A landmark result by Whittle (1963) connects the Matérn kernel to an SPDE. A Gaussian process with a Matérn covariance function is the stationary solution to the SPDE [32]:

\[(\kappa^2 - \Delta)^{\alpha/2} f(x) = \mathcal{W}(x)\]

where \(\alpha = \nu + d/2\), \(\Delta\) is the Laplacian operator, and \(\mathcal{W}(x)\) is spatial white noise. This result provides a deep link between the smoothness parameter \(\nu\) of the kernel and the order of a differential operator.
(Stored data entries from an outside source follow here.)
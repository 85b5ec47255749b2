//! Day-labor entity - one paid stint of casual work.
//!
//! Append-only ledger. `total_paid` is computed once at insertion from the
//! rate and days and stored redundantly; it is a historical fact and is
//! never recomputed from the other two fields afterwards.

use super::Record;
use chrono::NaiveDate;
use serde::{Deserialize, Serialize};

/// One row of the day-labor payroll ledger.
#[derive(Clone, Debug, PartialEq, Serialize, Deserialize)]
pub struct DayLaborEntry {
    /// Date the entry was recorded
    pub date: NaiveDate,
    /// Name of the day laborer
    pub worker_name: String,
    /// Description of the service performed, free text
    pub service: String,
    /// Agreed daily rate
    pub daily_rate: f64,
    /// Number of days worked
    pub days_worked: f64,
    /// `daily_rate * days_worked`, frozen at insertion
    pub total_paid: f64,
    /// Free-text observations
    pub notes: String,
}

// Append-only table with no id column; the whole row is the identity.
impl Record for DayLaborEntry {
    fn key(&self) -> String {
        format!(
            "{}|{}|{}|{}|{}|{}|{}",
            self.date,
            self.worker_name,
            self.service,
            self.daily_rate,
            self.days_worked,
            self.total_paid,
            self.notes
        )
    }
}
Computational Advantage: The State-Space Representation

The true power of the SDE-GP connection comes from the ability to cast the model into a state-space representation, which enables highly efficient inference algorithms [33]. An \(N\)th-order SDE can be converted into a system of \(N\) first-order SDEs by defining a state vector that includes the function and its first \(N-1\) derivatives, \(\mathbf{x}(t) = [f(t), f'(t), \ldots, f^{(N-1)}(t)]^T\). This results in a linear vector SDE [26]:

\[d\mathbf{x}(t) = \mathbf{F}\mathbf{x}(t)dt + \mathbf{L}w(t)\]

The function value we care about is simply a linear observation of this state, \(y(t) = \mathbf{H}\mathbf{x}(t)\), where \(\mathbf{H} = [1, 0, \ldots, 0]\). This is a continuous-time linear dynamical system.

When this system is observed at a discrete set of times \(\{t_k\}\), its solution can be written as a discrete-time linear Gaussian state-space model [26]:

\[\begin{align} \mathbf{x}_k &= \mathbf{A}_{k-1} \mathbf{x}_{k-1} + \mathbf{q}_{k-1} \quad \text{(State Transition)} \\ y_k &= \mathbf{H} \mathbf{x}_k + r_k \quad \text{(Measurement)} \end{align}\]

where \(\mathbf{q}_{k-1}\) and \(r_k\) are Gaussian noise terms. This structure is precisely the form required by the Kalman filter and the Rauch-Tung-Striebel (RTS) smoother [34, 35]. These are recursive algorithms that process data sequentially. The Kalman filter propagates the mean and covariance of the state forward in time, and the RTS smoother refines these estimates by propagating information backward [26].

The computational complexity of these algorithms scales linearly with the number of data points, \(O(n)\). This is a dramatic improvement over standard GP regression, which requires constructing and inverting an \(n \times n\) covariance matrix, a process with \(O(n^3)\) complexity [36]. By reformulating the GP as the solution to an SDE, we impose a Markovian structure on a higher-dimensional state space, which is the key that enables this efficient, recursive inference.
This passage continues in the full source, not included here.